→ Material to process:
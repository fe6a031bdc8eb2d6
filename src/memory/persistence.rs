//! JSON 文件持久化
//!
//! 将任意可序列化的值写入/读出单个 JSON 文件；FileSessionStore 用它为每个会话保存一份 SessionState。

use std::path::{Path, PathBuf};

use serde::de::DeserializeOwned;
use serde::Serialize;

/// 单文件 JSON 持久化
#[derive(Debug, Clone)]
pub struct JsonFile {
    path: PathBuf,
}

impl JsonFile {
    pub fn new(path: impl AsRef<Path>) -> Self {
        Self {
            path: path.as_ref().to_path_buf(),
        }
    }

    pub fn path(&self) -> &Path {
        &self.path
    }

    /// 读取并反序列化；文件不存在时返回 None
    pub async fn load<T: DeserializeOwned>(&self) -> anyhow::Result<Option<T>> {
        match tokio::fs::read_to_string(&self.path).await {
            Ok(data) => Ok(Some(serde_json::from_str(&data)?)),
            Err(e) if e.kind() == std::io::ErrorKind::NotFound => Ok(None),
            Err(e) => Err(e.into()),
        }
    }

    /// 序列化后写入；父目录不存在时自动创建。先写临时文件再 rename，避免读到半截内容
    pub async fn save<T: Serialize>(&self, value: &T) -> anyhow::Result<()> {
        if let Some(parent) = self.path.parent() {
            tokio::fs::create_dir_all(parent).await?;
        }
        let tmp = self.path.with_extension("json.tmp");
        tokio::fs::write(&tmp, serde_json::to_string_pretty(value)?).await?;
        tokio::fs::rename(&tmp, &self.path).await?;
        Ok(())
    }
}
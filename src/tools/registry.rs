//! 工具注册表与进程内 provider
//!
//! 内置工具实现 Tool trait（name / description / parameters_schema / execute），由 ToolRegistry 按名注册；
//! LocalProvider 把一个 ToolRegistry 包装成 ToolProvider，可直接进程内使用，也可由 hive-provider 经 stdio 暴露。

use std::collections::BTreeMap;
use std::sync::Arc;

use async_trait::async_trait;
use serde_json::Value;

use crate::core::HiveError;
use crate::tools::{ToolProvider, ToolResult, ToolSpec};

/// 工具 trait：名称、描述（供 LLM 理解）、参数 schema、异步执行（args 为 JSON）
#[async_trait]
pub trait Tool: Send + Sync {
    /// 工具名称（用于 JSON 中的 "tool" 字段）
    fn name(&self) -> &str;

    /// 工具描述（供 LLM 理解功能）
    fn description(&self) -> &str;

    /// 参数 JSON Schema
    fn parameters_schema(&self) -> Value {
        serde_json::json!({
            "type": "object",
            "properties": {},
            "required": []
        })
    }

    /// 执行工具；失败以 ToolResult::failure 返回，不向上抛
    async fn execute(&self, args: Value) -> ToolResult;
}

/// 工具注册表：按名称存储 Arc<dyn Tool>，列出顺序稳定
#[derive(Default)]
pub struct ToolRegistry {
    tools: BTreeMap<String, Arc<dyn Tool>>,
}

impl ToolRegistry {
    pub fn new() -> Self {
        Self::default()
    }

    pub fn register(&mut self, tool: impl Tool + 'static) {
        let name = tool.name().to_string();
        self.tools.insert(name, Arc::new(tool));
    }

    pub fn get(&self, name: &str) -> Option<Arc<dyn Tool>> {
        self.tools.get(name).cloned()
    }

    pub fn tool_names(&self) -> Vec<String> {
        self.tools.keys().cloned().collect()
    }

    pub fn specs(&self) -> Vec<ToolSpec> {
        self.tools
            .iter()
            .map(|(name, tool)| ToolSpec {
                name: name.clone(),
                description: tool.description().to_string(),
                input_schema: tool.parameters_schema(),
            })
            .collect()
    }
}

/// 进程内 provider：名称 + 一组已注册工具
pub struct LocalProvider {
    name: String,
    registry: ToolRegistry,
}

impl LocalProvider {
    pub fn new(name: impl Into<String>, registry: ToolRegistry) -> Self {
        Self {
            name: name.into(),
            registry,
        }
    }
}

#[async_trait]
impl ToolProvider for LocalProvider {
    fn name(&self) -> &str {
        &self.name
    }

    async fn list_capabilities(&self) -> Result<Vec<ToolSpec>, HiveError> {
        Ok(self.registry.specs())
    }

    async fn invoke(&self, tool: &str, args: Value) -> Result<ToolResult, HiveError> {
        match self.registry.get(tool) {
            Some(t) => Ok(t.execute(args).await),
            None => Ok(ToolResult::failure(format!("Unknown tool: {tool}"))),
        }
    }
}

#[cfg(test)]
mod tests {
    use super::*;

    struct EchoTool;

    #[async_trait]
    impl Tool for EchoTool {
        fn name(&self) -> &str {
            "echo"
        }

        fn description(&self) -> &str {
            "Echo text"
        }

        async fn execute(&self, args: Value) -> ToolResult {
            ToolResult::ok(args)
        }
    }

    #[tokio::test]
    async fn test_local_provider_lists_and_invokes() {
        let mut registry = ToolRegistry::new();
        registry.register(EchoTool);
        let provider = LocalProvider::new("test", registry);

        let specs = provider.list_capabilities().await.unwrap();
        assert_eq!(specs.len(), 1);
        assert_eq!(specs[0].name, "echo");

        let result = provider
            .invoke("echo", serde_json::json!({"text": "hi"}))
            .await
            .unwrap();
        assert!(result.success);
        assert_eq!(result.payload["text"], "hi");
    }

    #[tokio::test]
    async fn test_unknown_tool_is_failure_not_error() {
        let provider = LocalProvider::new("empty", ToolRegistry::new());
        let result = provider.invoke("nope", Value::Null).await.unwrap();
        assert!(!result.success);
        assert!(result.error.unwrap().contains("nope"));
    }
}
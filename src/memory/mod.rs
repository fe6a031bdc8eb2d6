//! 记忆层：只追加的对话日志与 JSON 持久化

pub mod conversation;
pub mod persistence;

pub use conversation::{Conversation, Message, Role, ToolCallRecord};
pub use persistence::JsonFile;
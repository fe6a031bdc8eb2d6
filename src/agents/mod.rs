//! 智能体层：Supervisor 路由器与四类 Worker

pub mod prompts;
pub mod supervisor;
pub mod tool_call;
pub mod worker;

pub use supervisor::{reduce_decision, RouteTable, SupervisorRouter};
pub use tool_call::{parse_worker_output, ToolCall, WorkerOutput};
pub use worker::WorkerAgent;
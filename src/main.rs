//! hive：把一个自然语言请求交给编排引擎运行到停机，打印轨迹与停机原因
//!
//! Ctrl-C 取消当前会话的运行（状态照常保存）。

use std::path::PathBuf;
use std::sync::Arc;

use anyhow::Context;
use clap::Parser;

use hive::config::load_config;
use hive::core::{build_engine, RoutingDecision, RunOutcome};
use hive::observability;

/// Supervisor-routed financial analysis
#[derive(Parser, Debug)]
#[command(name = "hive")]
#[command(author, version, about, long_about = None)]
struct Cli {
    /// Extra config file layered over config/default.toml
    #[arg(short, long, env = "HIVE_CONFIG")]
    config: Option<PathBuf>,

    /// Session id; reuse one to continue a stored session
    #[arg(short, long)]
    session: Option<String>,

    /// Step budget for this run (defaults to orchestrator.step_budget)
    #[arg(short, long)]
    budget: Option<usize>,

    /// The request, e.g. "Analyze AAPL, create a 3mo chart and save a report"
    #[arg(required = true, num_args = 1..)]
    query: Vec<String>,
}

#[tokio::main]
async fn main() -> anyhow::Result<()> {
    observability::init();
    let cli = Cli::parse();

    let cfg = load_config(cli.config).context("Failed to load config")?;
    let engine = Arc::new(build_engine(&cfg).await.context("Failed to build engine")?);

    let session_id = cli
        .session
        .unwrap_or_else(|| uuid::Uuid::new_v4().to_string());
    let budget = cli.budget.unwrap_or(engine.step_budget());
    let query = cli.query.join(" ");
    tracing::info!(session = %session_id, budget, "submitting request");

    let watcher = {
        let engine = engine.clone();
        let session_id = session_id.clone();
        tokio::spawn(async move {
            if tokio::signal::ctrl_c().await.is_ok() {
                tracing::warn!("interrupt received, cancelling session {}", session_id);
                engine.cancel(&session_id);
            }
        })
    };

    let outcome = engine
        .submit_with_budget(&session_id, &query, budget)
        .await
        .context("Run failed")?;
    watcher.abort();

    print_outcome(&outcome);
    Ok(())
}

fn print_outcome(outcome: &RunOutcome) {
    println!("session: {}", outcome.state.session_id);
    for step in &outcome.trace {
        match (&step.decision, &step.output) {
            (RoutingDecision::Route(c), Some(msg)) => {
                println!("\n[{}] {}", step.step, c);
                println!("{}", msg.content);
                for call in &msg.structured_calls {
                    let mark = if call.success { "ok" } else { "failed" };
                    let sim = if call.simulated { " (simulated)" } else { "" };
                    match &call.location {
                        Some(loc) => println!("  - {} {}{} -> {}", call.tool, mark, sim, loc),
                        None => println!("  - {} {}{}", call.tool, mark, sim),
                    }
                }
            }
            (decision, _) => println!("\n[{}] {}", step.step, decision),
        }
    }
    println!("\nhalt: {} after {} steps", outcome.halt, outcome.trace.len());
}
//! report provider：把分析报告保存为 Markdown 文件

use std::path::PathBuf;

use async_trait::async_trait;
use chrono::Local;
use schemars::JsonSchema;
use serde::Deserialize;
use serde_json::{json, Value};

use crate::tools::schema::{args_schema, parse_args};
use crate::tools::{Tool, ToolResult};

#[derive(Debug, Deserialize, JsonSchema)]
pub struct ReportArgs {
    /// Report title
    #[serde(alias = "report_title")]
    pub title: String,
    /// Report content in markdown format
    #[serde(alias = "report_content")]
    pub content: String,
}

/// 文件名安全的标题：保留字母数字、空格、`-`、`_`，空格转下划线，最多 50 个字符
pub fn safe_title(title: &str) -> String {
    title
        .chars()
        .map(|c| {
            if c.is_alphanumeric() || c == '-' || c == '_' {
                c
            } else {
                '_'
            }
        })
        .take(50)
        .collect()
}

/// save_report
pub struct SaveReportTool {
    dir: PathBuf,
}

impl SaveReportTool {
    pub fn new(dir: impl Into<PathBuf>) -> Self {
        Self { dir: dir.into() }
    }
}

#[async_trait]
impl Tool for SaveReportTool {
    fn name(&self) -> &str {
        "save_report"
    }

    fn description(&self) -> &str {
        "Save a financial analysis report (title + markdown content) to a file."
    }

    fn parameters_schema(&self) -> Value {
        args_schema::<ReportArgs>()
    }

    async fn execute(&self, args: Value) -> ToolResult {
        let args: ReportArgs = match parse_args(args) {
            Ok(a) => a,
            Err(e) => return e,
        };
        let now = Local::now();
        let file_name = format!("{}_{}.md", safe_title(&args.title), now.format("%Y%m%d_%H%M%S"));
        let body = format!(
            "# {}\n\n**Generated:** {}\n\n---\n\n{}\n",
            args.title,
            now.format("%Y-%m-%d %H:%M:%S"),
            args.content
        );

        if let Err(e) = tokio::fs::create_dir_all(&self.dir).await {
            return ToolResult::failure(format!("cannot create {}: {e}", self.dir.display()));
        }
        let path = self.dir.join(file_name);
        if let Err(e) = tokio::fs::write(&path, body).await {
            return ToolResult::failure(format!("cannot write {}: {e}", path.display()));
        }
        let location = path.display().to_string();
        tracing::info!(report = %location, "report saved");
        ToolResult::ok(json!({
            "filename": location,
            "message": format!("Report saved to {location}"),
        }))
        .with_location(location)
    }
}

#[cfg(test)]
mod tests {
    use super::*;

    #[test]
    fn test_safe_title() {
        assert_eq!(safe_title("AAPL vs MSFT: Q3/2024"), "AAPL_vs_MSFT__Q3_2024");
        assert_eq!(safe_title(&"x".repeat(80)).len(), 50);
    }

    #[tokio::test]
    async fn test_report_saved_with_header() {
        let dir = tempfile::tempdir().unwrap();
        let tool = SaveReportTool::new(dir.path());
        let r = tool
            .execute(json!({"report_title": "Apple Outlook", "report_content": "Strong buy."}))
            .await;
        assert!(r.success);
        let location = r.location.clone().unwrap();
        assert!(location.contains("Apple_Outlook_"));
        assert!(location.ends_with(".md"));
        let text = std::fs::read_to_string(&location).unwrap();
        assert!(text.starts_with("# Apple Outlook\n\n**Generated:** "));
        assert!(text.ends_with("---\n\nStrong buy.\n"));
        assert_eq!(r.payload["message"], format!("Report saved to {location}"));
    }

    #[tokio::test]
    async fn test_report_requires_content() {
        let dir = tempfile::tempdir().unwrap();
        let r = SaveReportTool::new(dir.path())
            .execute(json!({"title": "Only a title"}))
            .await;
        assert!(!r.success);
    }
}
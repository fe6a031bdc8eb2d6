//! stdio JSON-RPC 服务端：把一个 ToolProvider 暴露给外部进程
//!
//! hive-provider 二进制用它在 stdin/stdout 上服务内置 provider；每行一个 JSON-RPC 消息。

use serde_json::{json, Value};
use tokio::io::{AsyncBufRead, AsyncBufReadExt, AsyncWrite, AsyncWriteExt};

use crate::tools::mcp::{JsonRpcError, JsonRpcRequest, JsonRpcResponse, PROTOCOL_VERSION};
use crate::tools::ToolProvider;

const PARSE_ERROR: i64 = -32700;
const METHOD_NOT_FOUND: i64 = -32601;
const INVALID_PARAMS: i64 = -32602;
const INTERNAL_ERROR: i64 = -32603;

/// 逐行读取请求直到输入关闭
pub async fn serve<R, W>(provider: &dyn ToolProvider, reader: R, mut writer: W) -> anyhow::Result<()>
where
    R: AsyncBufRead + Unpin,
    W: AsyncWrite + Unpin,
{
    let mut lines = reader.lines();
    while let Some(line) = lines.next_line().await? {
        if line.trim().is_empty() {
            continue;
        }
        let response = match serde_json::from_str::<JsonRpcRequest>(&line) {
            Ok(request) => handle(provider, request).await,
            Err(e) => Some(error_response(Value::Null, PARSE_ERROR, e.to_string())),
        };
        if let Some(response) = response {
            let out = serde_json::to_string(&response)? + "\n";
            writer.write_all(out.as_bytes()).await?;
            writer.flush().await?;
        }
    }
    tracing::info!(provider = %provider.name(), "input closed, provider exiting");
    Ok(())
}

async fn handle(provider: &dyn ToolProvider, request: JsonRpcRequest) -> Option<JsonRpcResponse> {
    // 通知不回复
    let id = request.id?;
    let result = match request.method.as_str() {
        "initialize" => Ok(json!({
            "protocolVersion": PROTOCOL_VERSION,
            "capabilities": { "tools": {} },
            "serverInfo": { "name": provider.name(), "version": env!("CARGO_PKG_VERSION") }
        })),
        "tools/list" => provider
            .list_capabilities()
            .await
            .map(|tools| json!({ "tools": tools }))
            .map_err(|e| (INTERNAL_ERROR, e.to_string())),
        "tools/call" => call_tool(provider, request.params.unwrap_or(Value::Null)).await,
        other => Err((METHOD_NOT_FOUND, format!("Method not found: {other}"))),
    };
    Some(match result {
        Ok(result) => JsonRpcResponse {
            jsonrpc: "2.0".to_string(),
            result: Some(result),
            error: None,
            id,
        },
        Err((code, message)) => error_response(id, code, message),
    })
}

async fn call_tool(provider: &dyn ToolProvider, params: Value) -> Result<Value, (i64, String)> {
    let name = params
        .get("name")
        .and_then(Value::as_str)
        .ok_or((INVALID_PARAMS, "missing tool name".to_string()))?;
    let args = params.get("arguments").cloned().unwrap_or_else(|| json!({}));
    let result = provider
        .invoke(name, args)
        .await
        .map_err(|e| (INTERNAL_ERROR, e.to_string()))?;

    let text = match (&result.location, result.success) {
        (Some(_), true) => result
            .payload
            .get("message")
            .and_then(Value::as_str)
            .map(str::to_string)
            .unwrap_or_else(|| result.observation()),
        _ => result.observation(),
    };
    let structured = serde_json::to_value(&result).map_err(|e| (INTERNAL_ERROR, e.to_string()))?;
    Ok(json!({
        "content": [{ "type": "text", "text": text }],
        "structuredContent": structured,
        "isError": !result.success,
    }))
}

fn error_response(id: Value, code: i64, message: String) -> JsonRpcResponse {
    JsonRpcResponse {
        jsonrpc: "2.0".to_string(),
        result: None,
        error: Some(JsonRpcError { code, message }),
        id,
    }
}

→ Problem requirements: Looking at the entries above, count the lines that hold the string "success" and reply with the count alone.

→ Expected answer: 7